**Directions:** Present an exact copy of each line below.

----------------------------------------

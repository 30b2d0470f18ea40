//! ui::prompts
//!
//! Interactive prompts and confirmations.
//!
//! # Design
//!
//! Workflows talk to the operator only through [`Prompter`], so the same
//! flow runs against a terminal or a scripted answer list. Every call
//! blocks until an answer is available.
//!
//! Prompts are only shown in interactive mode. In non-interactive mode,
//! [`TerminalPrompter`] refuses with [`PromptError::NotInteractive`] and the
//! caller must have supplied the answer some other way (a flag or config).

use std::io::{self, BufRead, BufReader, Stderr, Stdin, Write};
use std::sync::Mutex;

use thiserror::Error;

/// Errors from prompts.
#[derive(Debug, Error)]
pub enum PromptError {
    /// Input ended before an answer was given.
    #[error("prompt cancelled by user")]
    Cancelled,

    /// A prompt was needed but input is not interactive.
    #[error("not in interactive mode; an answer was required for: {0}")]
    NotInteractive(String),

    /// Terminal read or write failed.
    #[error("IO error: {0}")]
    Io(#[from] io::Error),
}

/// Validation hook for free-text answers.
///
/// Returns the message to show the operator when the input is rejected.
pub type Validator<'v> = &'v dyn Fn(&str) -> Result<(), String>;

/// The operator-facing decision points.
pub trait Prompter {
    /// Present `labels` and return the index of the chosen one.
    fn choose_index(&self, prompt: &str, labels: &[String]) -> Result<usize, PromptError>;

    /// Yes/no question.
    fn confirm(&self, prompt: &str, default: bool) -> Result<bool, PromptError>;

    /// Free text, repeated until `validate` accepts it.
    fn ask_text(&self, prompt: &str, validate: Validator<'_>) -> Result<String, PromptError>;
}

/// One menu entry: what the operator sees and what the caller gets back.
#[derive(Debug, Clone, PartialEq, Eq)]
pub struct Choice<T> {
    /// Displayed text
    pub label: String,
    /// Value returned when chosen
    pub value: T,
}

impl<T> Choice<T> {
    /// Create a choice.
    pub fn new(label: impl Into<String>, value: T) -> Self {
        Self {
            label: label.into(),
            value,
        }
    }
}

/// Ask the operator to pick one of `options` and return its value.
pub fn choose_one<T>(
    prompter: &dyn Prompter,
    prompt: &str,
    options: Vec<Choice<T>>,
) -> Result<T, PromptError> {
    let labels: Vec<String> = options.iter().map(|c| c.label.clone()).collect();
    let index = prompter.choose_index(prompt, &labels)?;
    options
        .into_iter()
        .nth(index)
        .map(|c| c.value)
        .ok_or(PromptError::Cancelled)
}

/// Validator that rejects blank input.
pub fn non_empty(input: &str) -> Result<(), String> {
    if input.trim().is_empty() {
        Err("a value is required".to_string())
    } else {
        Ok(())
    }
}

/// Validator that accepts anything, including an empty line.
pub fn any_text(_input: &str) -> Result<(), String> {
    Ok(())
}

/// Read a secret without echoing it.
pub fn password(message: &str, interactive: bool) -> Result<String, PromptError> {
    if !interactive {
        return Err(PromptError::NotInteractive(message.to_string()));
    }
    Ok(rpassword::prompt_password(format!("{}: ", message))?)
}

/// Line-oriented prompter over any reader and writer.
///
/// Prompts are written to the writer (stderr for the real terminal so that
/// stdout stays clean for command output).
#[derive(Debug)]
pub struct TerminalPrompter<R, W> {
    io: Mutex<(R, W)>,
    interactive: bool,
}

impl TerminalPrompter<BufReader<Stdin>, Stderr> {
    /// Prompter on the process's stdin and stderr.
    pub fn stdio(interactive: bool) -> Self {
        Self::new(BufReader::new(io::stdin()), io::stderr(), interactive)
    }
}

impl<R: BufRead, W: Write> TerminalPrompter<R, W> {
    /// Prompter over explicit streams.
    pub fn new(reader: R, writer: W, interactive: bool) -> Self {
        Self {
            io: Mutex::new((reader, writer)),
            interactive,
        }
    }

    /// Recover the streams, e.g. to inspect what was written.
    pub fn into_inner(self) -> (R, W) {
        match self.io.into_inner() {
            Ok(pair) => pair,
            Err(poisoned) => poisoned.into_inner(),
        }
    }

    fn require_interactive(&self, prompt: &str) -> Result<(), PromptError> {
        if self.interactive {
            Ok(())
        } else {
            Err(PromptError::NotInteractive(prompt.to_string()))
        }
    }

    /// Write `text`, then read one line. EOF cancels.
    fn exchange(&self, text: &str) -> Result<String, PromptError> {
        let mut guard = self
            .io
            .lock()
            .map_err(|_| io::Error::new(io::ErrorKind::Other, "prompt streams poisoned"))?;
        let (reader, writer) = &mut *guard;
        write!(writer, "{}", text)?;
        writer.flush()?;

        let mut line = String::new();
        if reader.read_line(&mut line)? == 0 {
            return Err(PromptError::Cancelled);
        }
        Ok(line.trim_end_matches(['\r', '\n']).to_string())
    }

    fn say(&self, text: &str) -> Result<(), PromptError> {
        let mut guard = self
            .io
            .lock()
            .map_err(|_| io::Error::new(io::ErrorKind::Other, "prompt streams poisoned"))?;
        writeln!(guard.1, "{}", text)?;
        Ok(())
    }
}

impl<R: BufRead, W: Write> Prompter for TerminalPrompter<R, W> {
    fn choose_index(&self, prompt: &str, labels: &[String]) -> Result<usize, PromptError> {
        self.require_interactive(prompt)?;
        if labels.is_empty() {
            return Err(PromptError::Cancelled);
        }

        let mut menu = format!("{}\n", prompt);
        for (i, label) in labels.iter().enumerate() {
            menu.push_str(&format!("  {}. {}\n", i + 1, label));
        }
        self.say(menu.trim_end())?;

        loop {
            let answer = self.exchange("Enter number: ")?;
            match answer.trim().parse::<usize>() {
                Ok(n) if (1..=labels.len()).contains(&n) => return Ok(n - 1),
                _ => self.say(&format!(
                    "Invalid selection; enter a number from 1 to {}.",
                    labels.len()
                ))?,
            }
        }
    }

    fn confirm(&self, prompt: &str, default: bool) -> Result<bool, PromptError> {
        self.require_interactive(prompt)?;
        let hint = if default { "[Y/n]" } else { "[y/N]" };
        loop {
            let answer = self.exchange(&format!("{} {} ", prompt, hint))?;
            match answer.trim().to_ascii_lowercase().as_str() {
                "" => return Ok(default),
                "y" | "yes" => return Ok(true),
                "n" | "no" => return Ok(false),
                _ => self.say("Please answer y or n.")?,
            }
        }
    }

    fn ask_text(&self, prompt: &str, validate: Validator<'_>) -> Result<String, PromptError> {
        self.require_interactive(prompt)?;
        loop {
            let answer = self.exchange(&format!("{}: ", prompt))?;
            let answer = answer.trim().to_string();
            match validate(&answer) {
                Ok(()) => return Ok(answer),
                Err(reason) => self.say(&reason)?,
            }
        }
    }
}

----------------------------------------

**Reply:**
repository 30b2d0470f18ea40
//! ui::prompts
//!
//! Interactive prompts and confirmations.
//!
//! # Design
//!
//! Workflows talk to the operator only through [`Prompter`], so the same
//! flow runs against a terminal or a scripted answer list. Every call
//! blocks until an answer is available.
//!
//! Prompts are only shown in interactive mode. In non-interactive mode,
//! [`TerminalPrompter`] refuses with [`PromptError::NotInteractive`] and the
//! caller must have supplied the answer some other way (a flag or config).

use std::io::{self, BufRead, BufReader, Stderr, Stdin, Write};
use std::sync::Mutex;

use thiserror::Error;

/// Errors from prompts.
#[derive(Debug, Error)]
pub enum PromptError {
    /// Input ended before an answer was given.
    #[error("prompt cancelled by user")]
    Cancelled,

    /// A prompt was needed but input is not interactive.
    #[error("not in interactive mode; an answer was required for: {0}")]
    NotInteractive(String),

    /// Terminal read or write failed.
    #[error("IO error: {0}")]
    Io(#[from] io::Error),
}

/// Validation hook for free-text answers.
///
/// Returns the message to show the operator when the input is rejected.
pub type Validator<'v> = &'v dyn Fn(&str) -> Result<(), String>;

/// The operator-facing decision points.
pub trait Prompter {
    /// Present `labels` and return the index of the chosen one.
    fn choose_index(&self, prompt: &str, labels: &[String]) -> Result<usize, PromptError>;

    /// Yes/no question.
    fn confirm(&self, prompt: &str, default: bool) -> Result<bool, PromptError>;

    /// Free text, repeated until `validate` accepts it.
    fn ask_text(&self, prompt: &str, validate: Validator<'_>) -> Result<String, PromptError>;
}

/// One menu entry: what the operator sees and what the caller gets back.
#[derive(Debug, Clone, PartialEq, Eq)]
pub struct Choice<T> {
    /// Displayed text
    pub label: String,
    /// Value returned when chosen
    pub value: T,
}

impl<T> Choice<T> {
    /// Create a choice.
    pub fn new(label: impl Into<String>, value: T) -> Self {
        Self {
            label: label.into(),
            value,
        }
    }
}

/// Ask the operator to pick one of `options` and return its value.
pub fn choose_one<T>(
    prompter: &dyn Prompter,
    prompt: &str,
    options: Vec<Choice<T>>,
) -> Result<T, PromptError> {
    let labels: Vec<String> = options.iter().map(|c| c.label.clone()).collect();
    let index = prompter.choose_index(prompt, &labels)?;
    options
        .into_iter()
        .nth(index)
        .map(|c| c.value)
        .ok_or(PromptError::Cancelled)
}

/// Validator that rejects blank input.
pub fn non_empty(input: &str) -> Result<(), String> {
    if input.trim().is_empty() {
        Err("a value is required".to_string())
    } else {
        Ok(())
    }
}

/// Validator that accepts anything, including an empty line.
pub fn any_text(_input: &str) -> Result<(), String> {
    Ok(())
}

/// Read a secret without echoing it.
pub fn password(message: &str, interactive: bool) -> Result<String, PromptError> {
    if !interactive {
        return Err(PromptError::NotInteractive(message.to_string()));
    }
    Ok(rpassword::prompt_password(format!("{}: ", message))?)
}

/// Line-oriented prompter over any reader and writer.
///
/// Prompts are written to the writer (stderr for the real terminal so that
/// stdout stays clean for command output).
#[derive(Debug)]
pub struct TerminalPrompter<R, W> {
    io: Mutex<(R, W)>,
    interactive: bool,
}

impl TerminalPrompter<BufReader<Stdin>, Stderr> {
    /// Prompter on the process's stdin and stderr.
    pub fn stdio(interactive: bool) -> Self {
        Self::new(BufReader::new(io::stdin()), io::stderr(), interactive)
    }
}

impl<R: BufRead, W: Write> TerminalPrompter<R, W> {
    /// Prompter over explicit streams.
    pub fn new(reader: R, writer: W, interactive: bool) -> Self {
        Self {
            io: Mutex::new((reader, writer)),
            interactive,
        }
    }

    /// Recover the streams, e.g. to inspect what was written.
    pub fn into_inner(self) -> (R, W) {
        match self.io.into_inner() {
            Ok(pair) => pair,
            Err(poisoned) => poisoned.into_inner(),
        }
    }

    fn require_interactive(&self, prompt: &str) -> Result<(), PromptError> {
        if self.interactive {
            Ok(())
        } else {
            Err(PromptError::NotInteractive(prompt.to_string()))
        }
    }

    /// Write `text`, then read one line. EOF cancels.
    fn exchange(&self, text: &str) -> Result<String, PromptError> {
        let mut guard = self
            .io
            .lock()
            .map_err(|_| io::Error::new(io::ErrorKind::Other, "prompt streams poisoned"))?;
        let (reader, writer) = &mut *guard;
        write!(writer, "{}", text)?;
        writer.flush()?;

        let mut line = String::new();
        if reader.read_line(&mut line)? == 0 {
            return Err(PromptError::Cancelled);
        }
        Ok(line.trim_end_matches(['\r', '\n']).to_string())
    }

    fn say(&self, text: &str) -> Result<(), PromptError> {
        let mut guard = self
            .io
            .lock()
            .map_err(|_| io::Error::new(io::ErrorKind::Other, "prompt streams poisoned"))?;
        writeln!(guard.1, "{}", text)?;
        Ok(())
    }
}

impl<R: BufRead, W: Write> Prompter for TerminalPrompter<R, W> {
    fn choose_index(&self, prompt: &str, labels: &[String]) -> Result<usize, PromptError> {
        self.require_interactive(prompt)?;
        if labels.is_empty() {
            return Err(PromptError::Cancelled);
        }

        let mut menu = format!("{}\n", prompt);
        for (i, label) in labels.iter().enumerate() {
            menu.push_str(&format!("  {}. {}\n", i + 1, label));
        }
        self.say(menu.trim_end())?;

        loop {
            let answer = self.exchange("Enter number: ")?;
            match answer.trim().parse::<usize>() {
                Ok(n) if (1..=labels.len()).contains(&n) => return Ok(n - 1),
                _ => self.say(&format!(
                    "Invalid selection; enter a number from 1 to {}.",
                    labels.len()
                ))?,
            }
        }
    }

    fn confirm(&self, prompt: &str, default: bool) -> Result<bool, PromptError> {
        self.require_interactive(prompt)?;
        let hint = if default { "[Y/n]" } else { "[y/N]" };
        loop {
            let answer = self.exchange(&format!("{} {} ", prompt, hint))?;
            match answer.trim().to_ascii_lowercase().as_str() {
                "" => return Ok(default),
                "y" | "yes" => return Ok(true),
                "n" | "no" => return Ok(false),
                _ => self.say("Please answer y or n.")?,
            }
        }
    }

    fn ask_text(&self, prompt: &str, validate: Validator<'_>) -> Result<String, PromptError> {
        self.require_interactive(prompt)?;
        loop {
            let answer = self.exchange(&format!("{}: ", prompt))?;
            let answer = answer.trim().to_string();
            match validate(&answer) {
                Ok(()) => return Ok(answer),
                Err(reason) => self.say(&reason)?,
            }
        }
    }
}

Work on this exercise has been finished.